NOTE: This is a walkthrough, so many of the below code snippets are mere chunks of a larger script. If you're skimming or just want to see code, then skip to the conclusion where you'll find the complete script.
Getting started with HuggingFace diffusers
diffusers
Once you've installed diffusers
, it's really simple to initialise a model and start running inference on it. We'll use a pre-trained stable diffusion model.
It is a text to image model, which means it will take in an input sentence/prompt like A photo of an astronaut riding a horse on mars, and output an image related to the input prompt.
HuggingFace makes it very easy to load any pre-trained stable diffusion pipeline and to use it in inference, by interfacing with the StableDiffusionPipeline
module.
A HuggingFace
pipeline
is not the same as a Mysticpipeline
Both HuggingFace and Mystic use the same word 'pipeline' to mean 'a set of processing steps which convert an input to an output'. Later in this guide, we're going to embed this model within a Mystic 'pipeline'.
Getting started using runwayml/stable-diffusion-v1-5
for inference, is as simple as:
from diffusers import StableDiffusionPipeline
from PIL.Image import Image
MODEL_ID = "runwayml/stable-diffusion-v1-5"
# Load the HF pipeline
model = StableDiffusionPipeline.from_pretrained(MODEL_ID)
# The input prompt
prompt = "A photo of an astronaut riding a horse on mars"

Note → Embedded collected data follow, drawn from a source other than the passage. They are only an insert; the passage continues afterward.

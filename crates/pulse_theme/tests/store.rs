use std::sync::{Arc, Mutex};

use pollster::block_on;
use pretty_assertions::assert_eq;
use pulse_theme::{
    Appearance, ColorScheme, FileStorage, ManualAppearance, MemoryStorage, ThemePreference,
    ThemePreferenceStore, STORAGE_KEY,
};

struct Harness {
    storage: Arc<MemoryStorage>,
    os: Arc<ManualAppearance>,
    store: Arc<ThemePreferenceStore>,
}

impl Harness {
    fn new(os: Appearance) -> Self {
        let storage = Arc::new(MemoryStorage::new());
        let os = Arc::new(ManualAppearance::new(os));
        let store = ThemePreferenceStore::new(storage.clone(), os.clone());
        Self { storage, os, store }
    }

    /// A second store over the same storage, as after a process restart
    fn restart(&self, os: Appearance) -> Arc<ThemePreferenceStore> {
        let store = ThemePreferenceStore::new(
            self.storage.clone(),
            Arc::new(ManualAppearance::new(os)),
        );
        block_on(store.initialize());
        store
    }

    fn stored(&self) -> Option<ThemePreference> {
        self.storage
            .value(STORAGE_KEY)
            .map(|raw| ThemePreference::from_json(&raw).unwrap())
    }
}

#[test]
fn default_state_before_initialize() {
    let h = Harness::new(Appearance::Dark);
    assert_eq!(h.store.preference(), ThemePreference::system(ColorScheme::Light));
}

#[test]
fn first_run_seeds_from_os() {
    for (os, expected) in [
        (Appearance::Dark, ColorScheme::Dark),
        (Appearance::Light, ColorScheme::Light),
        (Appearance::NoPreference, ColorScheme::Light),
    ] {
        let h = Harness::new(os);
        block_on(h.store.initialize());
        assert_eq!(h.store.preference(), ThemePreference::system(expected), "os={os}");
        // Seeding is not a mutation; nothing is written.
        assert_eq!(h.stored(), None);
    }
}

#[test]
fn set_color_scheme_applies_before_persisting() {
    let h = Harness::new(Appearance::Dark);
    block_on(h.store.initialize());

    let pending = h.store.set_color_scheme(ColorScheme::Dark);
    // Same value as the OS, but it is now an explicit override.
    assert_eq!(h.store.preference(), ThemePreference::manual(ColorScheme::Dark));
    assert_eq!(h.stored(), None);

    block_on(pending);
    assert_eq!(h.stored(), Some(ThemePreference::manual(ColorScheme::Dark)));
}

#[test]
fn toggle_flips_and_clears_system_mode() {
    let h = Harness::new(Appearance::Light);
    block_on(h.store.initialize());

    let mut expected = ColorScheme::Light;
    for _ in 0..3 {
        let pending = h.store.toggle_color_scheme();
        expected = expected.toggle();
        assert_eq!(h.store.preference(), ThemePreference::manual(expected));
        block_on(pending);
    }
    assert_eq!(h.stored(), Some(ThemePreference::manual(ColorScheme::Dark)));
}

#[test]
fn entering_system_mode_rereads_os() {
    let h = Harness::new(Appearance::Light);
    block_on(h.store.set_color_scheme(ColorScheme::Light));

    h.os.set(Appearance::Dark);
    assert_eq!(h.store.color_scheme(), ColorScheme::Light);

    block_on(h.store.set_is_system_theme(true));
    assert_eq!(h.store.preference(), ThemePreference::system(ColorScheme::Dark));
    assert_eq!(h.stored(), Some(ThemePreference::system(ColorScheme::Dark)));

    h.os.set(Appearance::NoPreference);
    block_on(h.store.set_is_system_theme(true));
    assert_eq!(h.store.preference(), ThemePreference::system(ColorScheme::Light));
}

#[test]
fn leaving_system_mode_keeps_scheme() {
    let h = Harness::new(Appearance::Dark);
    block_on(h.store.initialize());

    block_on(h.store.set_is_system_theme(false));
    assert_eq!(h.store.preference(), ThemePreference::manual(ColorScheme::Dark));
    assert_eq!(h.stored(), Some(ThemePreference::manual(ColorScheme::Dark)));
}

#[test]
fn os_events_only_apply_in_system_mode() {
    let h = Harness::new(Appearance::Light);
    block_on(h.store.initialize());

    h.os.set(Appearance::Dark);
    assert_eq!(h.store.preference(), ThemePreference::system(ColorScheme::Dark));
    h.os.set(Appearance::NoPreference);
    assert_eq!(h.store.preference(), ThemePreference::system(ColorScheme::Light));

    block_on(h.store.set_color_scheme(ColorScheme::Light));
    h.os.set(Appearance::Dark);
    assert_eq!(h.store.preference(), ThemePreference::manual(ColorScheme::Light));
}

#[test]
fn os_driven_changes_are_not_persisted() {
    let h = Harness::new(Appearance::Light);
    block_on(h.store.set_is_system_theme(true));
    let writes = h.storage.write_count();

    h.os.set(Appearance::Dark);
    assert_eq!(h.storage.write_count(), writes);
    assert_eq!(h.stored(), Some(ThemePreference::system(ColorScheme::Light)));
}

#[test]
fn restart_restores_persisted_pair() {
    let h = Harness::new(Appearance::Light);
    block_on(h.store.initialize());

    let cases: Vec<(Box<dyn Fn(&ThemePreferenceStore)>, ThemePreference)> = vec![
        (
            Box::new(|s: &ThemePreferenceStore| block_on(s.set_color_scheme(ColorScheme::Dark))),
            ThemePreference::manual(ColorScheme::Dark),
        ),
        (
            Box::new(|s: &ThemePreferenceStore| block_on(s.toggle_color_scheme())),
            ThemePreference::manual(ColorScheme::Light),
        ),
        (
            Box::new(|s: &ThemePreferenceStore| block_on(s.set_is_system_theme(true))),
            ThemePreference::system(ColorScheme::Light),
        ),
        (
            Box::new(|s: &ThemePreferenceStore| block_on(s.set_is_system_theme(false))),
            ThemePreference::manual(ColorScheme::Light),
        ),
    ];

    for (mutate, expected) in cases {
        mutate(h.store.as_ref());
        // The restarted process sees a different OS value; the record wins.
        let restarted = h.restart(Appearance::Dark);
        assert_eq!(restarted.preference(), expected);
    }
}

#[test]
fn write_failure_keeps_in_memory_state() {
    let h = Harness::new(Appearance::Light);
    block_on(h.store.initialize());
    block_on(h.store.set_color_scheme(ColorScheme::Light));

    h.storage.set_fail_writes(true);
    block_on(h.store.set_color_scheme(ColorScheme::Dark));

    assert_eq!(h.store.preference(), ThemePreference::manual(ColorScheme::Dark));
    // Durable state still holds the last successful write.
    assert_eq!(h.stored(), Some(ThemePreference::manual(ColorScheme::Light)));
    assert_eq!(
        h.restart(Appearance::Light).preference(),
        ThemePreference::manual(ColorScheme::Light)
    );
}

#[test]
fn read_failure_leaves_default_state() {
    let h = Harness::new(Appearance::Dark);
    h.storage.set_fail_reads(true);
    block_on(h.store.initialize());
    assert_eq!(h.store.preference(), ThemePreference::default());
}

#[test]
fn read_failure_on_remount_resets_to_default() {
    let h = Harness::new(Appearance::Light);
    block_on(h.store.set_color_scheme(ColorScheme::Dark));

    h.storage.set_fail_reads(true);
    block_on(h.store.initialize());
    assert_eq!(h.store.preference(), ThemePreference::system(ColorScheme::Light));
    // The durable record is left alone.
    assert_eq!(h.stored(), Some(ThemePreference::manual(ColorScheme::Dark)));
}

#[test]
fn corrupt_record_falls_back_to_os() {
    let h = Harness::new(Appearance::Dark);
    h.storage.insert(STORAGE_KEY, "{\"colorScheme\":");
    block_on(h.store.initialize());
    assert_eq!(h.store.preference(), ThemePreference::system(ColorScheme::Dark));
}

#[test]
fn unpersisted_mutation_is_lost_on_restart() {
    let h = Harness::new(Appearance::Light);
    block_on(h.store.set_color_scheme(ColorScheme::Light));

    // Crash inside the window: applied in memory, write never ran.
    let pending = h.store.set_color_scheme(ColorScheme::Dark);
    drop(pending);

    assert_eq!(h.store.color_scheme(), ColorScheme::Dark);
    assert_eq!(
        h.restart(Appearance::Light).preference(),
        ThemePreference::manual(ColorScheme::Light)
    );
}

#[test]
fn racing_writes_last_landed_wins() {
    let h = Harness::new(Appearance::Light);
    let first = h.store.set_color_scheme(ColorScheme::Dark);
    let second = h.store.set_color_scheme(ColorScheme::Light);

    // In-memory reflects the most recent mutation regardless of I/O order.
    assert_eq!(h.store.preference(), ThemePreference::manual(ColorScheme::Light));

    block_on(second);
    block_on(first);
    assert_eq!(h.stored(), Some(ThemePreference::manual(ColorScheme::Dark)));
    assert_eq!(h.store.preference(), ThemePreference::manual(ColorScheme::Light));
}

#[test]
fn subscribers_see_each_change_once() {
    let h = Harness::new(Appearance::Light);
    let seen = Arc::new(Mutex::new(Vec::new()));
    let sink = seen.clone();
    let id = h.store.subscribe(move |p| sink.lock().unwrap().push(p));

    block_on(h.store.initialize());
    h.os.set(Appearance::Dark);
    h.os.set(Appearance::Dark);
    block_on(h.store.set_color_scheme(ColorScheme::Light));
    h.os.set(Appearance::Light);
    block_on(h.store.set_color_scheme(ColorScheme::Light));

    assert_eq!(
        *seen.lock().unwrap(),
        vec![
            ThemePreference::system(ColorScheme::Dark),
            ThemePreference::manual(ColorScheme::Light),
        ]
    );

    assert!(h.store.unsubscribe(id));
    block_on(h.store.toggle_color_scheme());
    assert_eq!(seen.lock().unwrap().len(), 2);
}

#[test]
fn file_storage_survives_restart() {
    let dir = tempfile::tempdir().unwrap();
    let open = |os| {
        let store = ThemePreferenceStore::new(
            Arc::new(FileStorage::new(dir.path())),
            Arc::new(ManualAppearance::new(os)),
        );
        block_on(store.initialize());
        store
    };

    let store = open(Appearance::Light);
    assert_eq!(store.preference(), ThemePreference::system(ColorScheme::Light));
    block_on(store.toggle_color_scheme());
    drop(store);

    let store = open(Appearance::Light);
    assert_eq!(store.preference(), ThemePreference::manual(ColorScheme::Dark));

    let raw = std::fs::read_to_string(dir.path().join(format!("{STORAGE_KEY}.json"))).unwrap();
    assert_eq!(raw, r#"{"colorScheme":"dark","isSystemTheme":false}"#);
}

# Generate an image from the prompt
output_image: Image = model(prompt).images[0]
# Save the image to a local file
image.save("astronaut_rides_horse.png")
Running the Python script will take a while but you should eventually see an image saved to a local file.
What just happened here? We instantiated a pre-trained HF pipeline, and just by passing a prompt string we made a prediction, which returned a list of PIL
images. We then saved the first image to a local file.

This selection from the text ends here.